▶ _Problem to work on_
Starting at the top of the data and ending with the line that holds "pub fn is_auth(&self)", transcribe each line exactly; include both ends.

Collected data
*** Block opens ***

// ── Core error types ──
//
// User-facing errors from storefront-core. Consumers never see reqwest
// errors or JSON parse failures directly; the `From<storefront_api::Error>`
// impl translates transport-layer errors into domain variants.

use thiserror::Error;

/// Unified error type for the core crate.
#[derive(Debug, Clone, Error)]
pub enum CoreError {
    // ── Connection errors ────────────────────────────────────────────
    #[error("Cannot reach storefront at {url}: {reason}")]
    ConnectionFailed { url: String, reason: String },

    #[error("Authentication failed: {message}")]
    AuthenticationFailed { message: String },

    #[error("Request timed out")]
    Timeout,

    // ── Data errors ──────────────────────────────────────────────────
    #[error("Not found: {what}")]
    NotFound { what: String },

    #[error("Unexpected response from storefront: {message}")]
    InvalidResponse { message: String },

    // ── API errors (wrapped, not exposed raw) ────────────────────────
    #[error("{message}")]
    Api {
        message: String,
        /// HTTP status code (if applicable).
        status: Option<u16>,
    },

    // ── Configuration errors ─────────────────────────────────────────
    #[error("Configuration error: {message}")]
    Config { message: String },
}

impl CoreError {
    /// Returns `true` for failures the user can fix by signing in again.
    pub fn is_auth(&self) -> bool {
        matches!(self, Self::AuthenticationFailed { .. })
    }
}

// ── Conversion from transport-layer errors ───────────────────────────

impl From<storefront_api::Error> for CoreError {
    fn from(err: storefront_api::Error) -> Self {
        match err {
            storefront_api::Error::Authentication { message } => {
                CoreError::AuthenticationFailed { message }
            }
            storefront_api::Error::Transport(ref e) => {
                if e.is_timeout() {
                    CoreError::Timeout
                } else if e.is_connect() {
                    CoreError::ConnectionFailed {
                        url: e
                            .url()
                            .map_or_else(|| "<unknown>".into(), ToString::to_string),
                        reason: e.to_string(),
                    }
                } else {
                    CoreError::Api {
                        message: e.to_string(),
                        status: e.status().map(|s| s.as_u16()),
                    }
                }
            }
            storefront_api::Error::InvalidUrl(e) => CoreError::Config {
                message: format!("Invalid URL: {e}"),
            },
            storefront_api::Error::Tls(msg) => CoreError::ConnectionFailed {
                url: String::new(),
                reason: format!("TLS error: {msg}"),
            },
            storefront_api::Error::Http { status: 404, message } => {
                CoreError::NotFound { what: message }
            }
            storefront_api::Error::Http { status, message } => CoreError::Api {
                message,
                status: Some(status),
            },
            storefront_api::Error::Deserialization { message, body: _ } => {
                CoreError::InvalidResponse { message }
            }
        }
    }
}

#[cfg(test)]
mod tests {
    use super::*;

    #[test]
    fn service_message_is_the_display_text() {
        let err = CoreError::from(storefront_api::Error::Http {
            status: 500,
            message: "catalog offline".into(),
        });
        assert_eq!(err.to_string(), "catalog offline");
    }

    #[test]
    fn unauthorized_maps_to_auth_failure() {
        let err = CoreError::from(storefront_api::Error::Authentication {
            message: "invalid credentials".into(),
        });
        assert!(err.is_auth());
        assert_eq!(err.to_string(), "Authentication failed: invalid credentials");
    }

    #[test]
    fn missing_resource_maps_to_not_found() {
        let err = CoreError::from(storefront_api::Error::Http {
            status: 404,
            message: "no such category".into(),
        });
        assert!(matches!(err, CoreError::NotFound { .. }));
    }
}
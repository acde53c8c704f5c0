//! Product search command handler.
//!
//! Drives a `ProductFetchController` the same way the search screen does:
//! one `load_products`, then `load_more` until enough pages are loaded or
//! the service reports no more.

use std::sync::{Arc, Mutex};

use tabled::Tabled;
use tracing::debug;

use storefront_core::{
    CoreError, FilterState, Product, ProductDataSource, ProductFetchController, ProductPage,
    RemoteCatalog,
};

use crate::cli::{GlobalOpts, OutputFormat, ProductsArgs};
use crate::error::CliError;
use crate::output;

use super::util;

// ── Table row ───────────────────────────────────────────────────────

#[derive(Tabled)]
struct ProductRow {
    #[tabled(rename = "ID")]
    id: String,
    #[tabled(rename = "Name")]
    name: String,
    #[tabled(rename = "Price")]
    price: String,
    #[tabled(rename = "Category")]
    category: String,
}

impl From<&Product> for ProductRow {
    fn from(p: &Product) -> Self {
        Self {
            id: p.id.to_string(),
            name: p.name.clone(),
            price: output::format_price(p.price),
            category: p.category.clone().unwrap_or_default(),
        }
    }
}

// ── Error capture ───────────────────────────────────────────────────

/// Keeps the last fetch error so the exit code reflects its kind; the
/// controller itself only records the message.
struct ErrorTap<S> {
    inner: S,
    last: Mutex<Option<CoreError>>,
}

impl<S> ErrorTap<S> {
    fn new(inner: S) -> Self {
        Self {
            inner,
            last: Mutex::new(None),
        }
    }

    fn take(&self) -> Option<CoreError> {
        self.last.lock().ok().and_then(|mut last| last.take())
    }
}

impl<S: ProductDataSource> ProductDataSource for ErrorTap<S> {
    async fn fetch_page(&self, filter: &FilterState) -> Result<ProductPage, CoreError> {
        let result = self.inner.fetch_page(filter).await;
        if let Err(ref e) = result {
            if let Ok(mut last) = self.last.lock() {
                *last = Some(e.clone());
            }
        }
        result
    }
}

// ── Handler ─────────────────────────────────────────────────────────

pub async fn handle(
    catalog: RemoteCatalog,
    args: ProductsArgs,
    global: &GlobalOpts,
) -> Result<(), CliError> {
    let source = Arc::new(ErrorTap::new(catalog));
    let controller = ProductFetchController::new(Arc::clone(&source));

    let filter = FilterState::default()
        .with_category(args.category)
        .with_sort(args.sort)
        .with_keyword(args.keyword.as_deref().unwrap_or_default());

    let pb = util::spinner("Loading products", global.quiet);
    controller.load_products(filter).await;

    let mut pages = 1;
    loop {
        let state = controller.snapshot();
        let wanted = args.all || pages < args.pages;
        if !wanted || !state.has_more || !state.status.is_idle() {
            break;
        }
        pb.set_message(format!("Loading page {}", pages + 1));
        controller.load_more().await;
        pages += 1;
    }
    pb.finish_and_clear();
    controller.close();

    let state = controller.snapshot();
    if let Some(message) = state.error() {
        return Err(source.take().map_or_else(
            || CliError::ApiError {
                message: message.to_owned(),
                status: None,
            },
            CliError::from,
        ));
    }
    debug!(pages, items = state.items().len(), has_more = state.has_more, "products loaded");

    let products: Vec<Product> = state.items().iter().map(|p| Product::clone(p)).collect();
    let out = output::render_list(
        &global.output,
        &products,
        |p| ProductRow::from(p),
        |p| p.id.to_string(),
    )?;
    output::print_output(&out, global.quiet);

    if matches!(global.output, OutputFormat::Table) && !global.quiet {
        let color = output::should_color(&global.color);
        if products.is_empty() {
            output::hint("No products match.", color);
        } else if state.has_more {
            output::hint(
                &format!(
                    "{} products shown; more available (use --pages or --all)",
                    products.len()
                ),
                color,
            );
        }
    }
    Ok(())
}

*** Block closes ***

▶ _Exercise solution_
// ── Core error types ──
//
// User-facing errors from storefront-core. Consumers never see reqwest
// errors or JSON parse failures directly; the `From<storefront_api::Error>`
// impl translates transport-layer errors into domain variants.

use thiserror::Error;

/// Unified error type for the core crate.
#[derive(Debug, Clone, Error)]
pub enum CoreError {
    // ── Connection errors ────────────────────────────────────────────
    #[error("Cannot reach storefront at {url}: {reason}")]
    ConnectionFailed { url: String, reason: String },

    #[error("Authentication failed: {message}")]
    AuthenticationFailed { message: String },

    #[error("Request timed out")]
    Timeout,

    // ── Data errors ──────────────────────────────────────────────────
    #[error("Not found: {what}")]
    NotFound { what: String },

    #[error("Unexpected response from storefront: {message}")]
    InvalidResponse { message: String },

    // ── API errors (wrapped, not exposed raw) ────────────────────────
    #[error("{message}")]
    Api {
        message: String,
        /// HTTP status code (if applicable).
        status: Option<u16>,
    },

    // ── Configuration errors ─────────────────────────────────────────
    #[error("Configuration error: {message}")]
    Config { message: String },
}

impl CoreError {
    /// Returns `true` for failures the user can fix by signing in again.
    pub fn is_auth(&self) -> bool {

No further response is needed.